PDF & Word 文件結構化解析與管理工具
This skill parses PDF and Word (.docx) documents, slices them into structured Markdown sections based on document headings, stores the segments in a local SQLite database, and supports full-text search, TOC viewing, chunk retrieval, and cascading deletion.
本工具(Skill)專為 Hermes 代理人 (Agent) 設計,用於解析 PDF 與 Word (.docx) 文件。它能根據標題層級將長文件切割成結構化的 Markdown 區塊,存入本地 SQLite 資料庫,並支援全文檢索、目錄(TOC)檢視、特定區塊讀取以及階層式刪除。
English Guide
Features
- Batch Processing: Parses PDF pages in 50-page batches using
pymupdf4llm(~16% performance improvement on large files). - Heading Page-Number Synchronization: Syncs headings to exact physical pages via PDF's internal Table of Contents (Bookmarks).
- SQLite FTS5 Full-Text Search: Instantly searches across thousands of text chunks using keyword logic with wildcard and LIKE fallback.
- Crash-Safe Operations: Writes DB records before physical file updates, eliminating orphaned files on disk if the script crashes.
- Duplicate Document Guard: Automatically removes old database entries and old physical folder structures upon re-parsing same filenames.
Prerequisites
- Python: 3.10+ (Python 3.11+ recommended)
- Required Libraries:
PyMuPDF(for PDF rendering & layout parsing)pymupdf4llm(for Markdown conversions)python-docx(for Word document structure parsing)
Installation
1. Register Skill
Depending on your agent setup, place this skill directory in one of the following locations:
- Project Workspace Scope:
.agents/skills/document_structuring/ - Global User Scope:
~/.hermes/skills/document_structuring/or~/.gemini/config/skills/document_structuring/
2. Install Dependencies
Run the following command in your terminal to install the necessary packages:
pip install PyMuPDF pymupdf4llm python-docx
Usage Guide
Run the utility script via CLI. Always run commands from the project workspace root. Except for delete, all commands require a --output file path to write results.
1. Parse a Document
Parses a PDF/DOCX and stores chunks.
python scripts/document_tool.py parse --file "your-manual.pdf" --output "parse_result.json"
- Output JSON Format (
parse_result.json):{ "success": true, "document_id": 1, "filename": "your-manual.pdf", "chunk_count": 9834 }
2. List All Parsed Documents
Lists all documents saved in the SQLite database.
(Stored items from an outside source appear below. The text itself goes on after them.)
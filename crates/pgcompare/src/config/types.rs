//! Configuration type definitions.
//!
//! One immutable [`Config`] value is built at startup and passed explicitly
//! into the reconciler and its workers; there is no global property bag.
//! Keys in the properties file are the kebab-case option names.

use crate::cast::{CastNotation, CastOptions, HashMethod};
use crate::dialect::Platform;
use crate::error::{CompareError, Result};
use serde::Deserialize;
use std::fmt;

/// Connection parameters for one database role.
#[derive(Clone)]
pub struct DbConfig {
    pub platform: Platform,
    pub host: String,
    pub port: u16,
    pub dbname: String,
    pub user: String,
    pub password: String,
    pub sslmode: String,
}

impl fmt::Debug for DbConfig {
    fn fmt(&self, f: &mut fmt::Formatter<'_>) -> fmt::Result {
        f.debug_struct("DbConfig")
            .field("platform", &self.platform)
            .field("host", &self.host)
            .field("port", &self.port)
            .field("dbname", &self.dbname)
            .field("user", &self.user)
            .field("password", &"[REDACTED]")
            .field("sslmode", &self.sslmode)
            .finish()
    }
}

/// Immutable run configuration.
#[derive(Debug, Clone)]
pub struct Config {
    /// Active project id.
    pub project: i32,

    /// Extractor fetch block size (rows per batch).
    pub batch_fetch_size: usize,

    /// Loader commit group size (rows per commit).
    pub batch_commit_size: usize,

    /// Progress log interval in rows.
    pub batch_progress_report_size: u64,

    /// Loader workers per side; 0 disables loaders and extractors write
    /// staging rows synchronously.
    pub loader_threads: usize,

    /// Queue capacity in batches.
    pub message_queue_size: usize,

    /// Rendering of very large exact numerics.
    pub number_cast: CastNotation,

    /// Rendering of very large floats.
    pub float_cast: CastNotation,

    /// Raw or normalized hash input.
    pub column_hash_method: HashMethod,

    /// Observer throttling of extractors by staged volume.
    pub observer_throttle: bool,
    pub observer_throttle_size: u64,
    pub observer_vacuum: bool,

    /// Append ORDER BY to extractor SELECTs.
    pub database_sort: bool,

    pub log_level: String,
    pub log_destination: Option<String>,

    pub repo: DbConfig,
    pub source: DbConfig,
    pub target: DbConfig,
}

impl Config {
    /// Cast-compiler options derived from this configuration.
    pub fn cast_options(&self) -> CastOptions {
        CastOptions {
            method: self.column_hash_method,
            number_cast: self.number_cast,
            float_cast: self.float_cast,
        }
    }

    /// Connection parameters for a side.
    pub fn side(&self, side: crate::model::Side) -> &DbConfig {
        match side {
            crate::model::Side::Source => &self.source,
            crate::model::Side::Target => &self.target,
        }
    }
}

/// Flat deserialization view of the properties file. All keys are optional
/// so validation can report the missing ones by name.
#[derive(Debug, Default, Deserialize)]
#[serde(rename_all = "kebab-case", deny_unknown_fields)]
pub struct RawConfig {
    pub project: Option<i32>,

    pub batch_fetch_size: Option<usize>,
    pub batch_commit_size: Option<usize>,
    pub batch_progress_report_size: Option<u64>,
    pub loader_threads: Option<usize>,
    pub message_queue_size: Option<usize>,

    pub number_cast: Option<CastNotation>,
    pub float_cast: Option<CastNotation>,
    pub column_hash_method: Option<HashMethod>,

    pub observer_throttle: Option<bool>,
    pub observer_throttle_size: Option<u64>,
    pub observer_vacuum: Option<bool>,

    pub database_sort: Option<bool>,

    pub log_level: Option<String>,
    pub log_destination: Option<String>,

    pub repo_host: Option<String>,
    pub repo_port: Option<u16>,
    pub repo_dbname: Option<String>,
    pub repo_user: Option<String>,
    pub repo_password: Option<String>,
    pub repo_sslmode: Option<String>,

    pub source_type: Option<String>,
    pub source_host: Option<String>,
    pub source_port: Option<u16>,
    pub source_dbname: Option<String>,
    pub source_user: Option<String>,
    pub source_password: Option<String>,
    pub source_sslmode: Option<String>,

    pub target_type: Option<String>,
    pub target_host: Option<String>,
    pub target_port: Option<u16>,
    pub target_dbname: Option<String>,
    pub target_user: Option<String>,
    pub target_password: Option<String>,
    pub target_sslmode: Option<String>,
}

fn default_port(platform: Platform) -> u16 {
    match platform {
        Platform::Postgres => 5432,
        Platform::Oracle => 1521,
        Platform::Mysql | Platform::Mariadb => 3306,
        Platform::Mssql => 1433,
        Platform::Db2 => 50000,
    }
}

fn build_db(
    platform: Platform,
    host: Option<String>,
    port: Option<u16>,
    dbname: Option<String>,
    user: Option<String>,
    password: Option<String>,
    sslmode: Option<String>,
) -> DbConfig {
    DbConfig {
        platform,
        host: host.unwrap_or_default(),
        port: port.unwrap_or_else(|| default_port(platform)),
        dbname: dbname.unwrap_or_default(),
        user: user.unwrap_or_default(),
        password: password.unwrap_or_default(),
        sslmode: sslmode.unwrap_or_else(|| "prefer".to_string()),
    }
}

impl RawConfig {
    /// Resolve the flat key set into a [`Config`] with defaults applied.
    pub fn into_config(self) -> Result<Config> {
        let source_platform = match &self.source_type {
            Some(name) => Platform::parse(name)?,
            None => Platform::Postgres,
        };
        let target_platform = match &self.target_type {
            Some(name) => Platform::parse(name)?,
            None => Platform::Postgres,
        };

        Ok(Config {
            project: self.project.unwrap_or(1),
            batch_fetch_size: self.batch_fetch_size.unwrap_or(2000),
            batch_commit_size: self.batch_commit_size.unwrap_or(2000),
            batch_progress_report_size: self.batch_progress_report_size.unwrap_or(1_000_000),
            loader_threads: self.loader_threads.unwrap_or(2),
            message_queue_size: self.message_queue_size.unwrap_or(100),
            number_cast: self.number_cast.unwrap_or_default(),
            float_cast: self.float_cast.unwrap_or_default(),
            column_hash_method: self.column_hash_method.unwrap_or_default(),
            observer_throttle: self.observer_throttle.unwrap_or(true),
            observer_throttle_size: self.observer_throttle_size.unwrap_or(2_000_000),
            observer_vacuum: self.observer_vacuum.unwrap_or(false),
            database_sort: self.database_sort.unwrap_or(false),
            log_level: self.log_level.unwrap_or_else(|| "info".to_string()),
            log_destination: self.log_destination,
            repo: build_db(
                Platform::Postgres,
                self.repo_host,
                self.repo_port,
                self.repo_dbname,
                self.repo_user,
                self.repo_password,
                self.repo_sslmode,
            ),
            source: build_db(
                source_platform,
                self.source_host,
                self.source_port,
                self.source_dbname,
                self.source_user,
                self.source_password,
                self.source_sslmode,
            ),
            target: build_db(
                target_platform,
                self.target_host,
                self.target_port,
                self.target_dbname,
                self.target_user,
                self.target_password,
                self.target_sslmode,
            ),
        })
    }
}

/// Valid `sslmode` values for any role.
pub(crate) fn check_sslmode(role: &str, sslmode: &str) -> Result<()> {
    match sslmode {
        "disable" | "prefer" | "require" => Ok(()),
        other => Err(CompareError::config(format!(
            "Invalid {}-sslmode '{}'. Valid options: disable, prefer, require",
            role, other
        ))),
    }
}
python scripts/document_tool.py list --output "documents_list.json"
- Output JSON Format (
documents_list.json):{ "documents": [ { "id": 1, "filename": "your-manual.pdf", "upload_time": "2026-06-19 07:44:28", "chunk_count": 9834, "status": "success" } ] }
3. Retrieve Table of Contents (TOC)
Returns all headings and chunks of a document, sorted by section numbers.
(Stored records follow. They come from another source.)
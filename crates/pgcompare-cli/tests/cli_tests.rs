//! CLI integration tests for pgcompare.
//!
//! These tests verify command-line argument parsing, help output,
//! and exit codes for configuration error conditions. Nothing here
//! requires a live database.

use assert_cmd::Command;
use predicates::prelude::*;
use std::io::Write;

/// Get a command for the pgcompare binary.
fn cmd() -> Command {
    Command::cargo_bin("pgcompare").unwrap()
}

// =============================================================================
// Help and Version Tests
// =============================================================================

#[test]
fn test_help_shows_all_actions() {
    cmd()
        .arg("--help")
        .assert()
        .success()
        .stdout(predicate::str::contains("init"))
        .stdout(predicate::str::contains("discover"))
        .stdout(predicate::str::contains("compare"))
        .stdout(predicate::str::contains("check"))
        .stdout(predicate::str::contains("copy-table"));
}

#[test]
fn test_compare_subcommand_help() {
    cmd()
        .args(["compare", "--help"])
        .assert()
        .success()
        .stdout(predicate::str::contains("--map-only"));
}

#[test]
fn test_global_flags_in_help() {
    cmd()
        .arg("--help")
        .assert()
        .success()
        .stdout(predicate::str::contains("--batch"))
        .stdout(predicate::str::contains("--project"))
        .stdout(predicate::str::contains("--table"))
        .stdout(predicate::str::contains("--report"))
        .stdout(predicate::str::contains("--fail-on-diff"));
}

#[test]
fn test_version_flag() {
    cmd()
        .arg("--version")
        .assert()
        .success()
        .stdout(predicate::str::contains("pgcompare"));
}

// =============================================================================
// Configuration Error Tests
// =============================================================================

#[test]
fn test_missing_config_file_exits_nonzero() {
    cmd()
        .args(["--config", "/nonexistent/pgcompare.properties", "init"])
        .assert()
        .failure()
        .code(1);
}

#[test]
fn test_unknown_dialect_is_config_error() {
    let mut file = tempfile::NamedTempFile::new().unwrap();
    writeln!(file, "repo-host=localhost").unwrap();
    writeln!(file, "repo-dbname=pgcompare").unwrap();
    writeln!(file, "repo-user=pgcompare").unwrap();
    writeln!(file, "source-type=sybase").unwrap();
    file.flush().unwrap();

    cmd()
        .args(["--config", file.path().to_str().unwrap(), "compare"])
        .assert()
        .failure()
        .code(1)
        .stderr(predicate::str::contains("Unknown database type"));
}

#[test]
fn test_compare_requires_endpoints() {
    // A repo-only config is enough for init but not for compare.
    let mut file = tempfile::NamedTempFile::new().unwrap();
    writeln!(file, "repo-host=localhost").unwrap();
    writeln!(file, "repo-dbname=pgcompare").unwrap();
    writeln!(file, "repo-user=pgcompare").unwrap();
    file.flush().unwrap();

    cmd()
        .args(["--config", file.path().to_str().unwrap(), "compare"])
        .assert()
        .failure()
        .code(1)
        .stderr(predicate::str::contains("Missing mandatory option"));
}

#[test]
fn test_copy_table_requires_both_aliases() {
    cmd()
        .args(["copy-table", "only-one"])
        .assert()
        .failure()
        .stderr(predicate::str::contains("Usage"));
}

#[test]
fn test_unknown_action_rejected() {
    cmd().arg("frobnicate").assert().failure();
}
python scripts/document_tool.py toc --doc-id 1 --output "toc_data.json"
- Output JSON Format (
toc_data.json):{ "toc": [ { "id": 1, "section_number": "1", "title": "Introduction", "page_start": 1, "file_path": "output/1/chunks/1_1_Introduction.md" }, { "id": 2, "section_number": "1.1", "title": "Background", "page_start": 2, "file_path": "output/1/chunks/2_1.1_Background.md" } ] }
4. Search across Chunks (Full-Text)
Searches headings and contents using SQLite FTS5 index.
python scripts/document_tool.py search --query "ACPI" --output "search_results.json"
- Output JSON Format (
search_results.json):{ "results": [ { "id": 123, "document_id": 1, "section_number": "3.2", "title": "ACPI States", "page_start": 45, "file_path": "output/1/chunks/123_3.2_ACPI_States.md", "document_name": "your-manual.pdf", "snippet": "This section explains ==ACPI== states and sleep modes..." } ] }
5. Retrieve a Specific Chunk's Content
Reads the full markdown content of a single section block.
python scripts/document_tool.py get-chunk --chunk-id 123 --output "chunk_content.json"
- Output JSON Format (
chunk_content.json):{ "chunk": { "id": 123, "document_id": 1, "section_number": "3.2", "title": "ACPI States", "content": "Full markdown content of this section...", "page_start": 45, "file_path": "output/1/chunks/123_3.2_ACPI_States.md", "document_name": "your-manual.pdf" } }
6. Delete a Document
Performs a cascading deletion (removes database entries, cascading chunk records, and deletes files inside output/<doc_id>/ from disk).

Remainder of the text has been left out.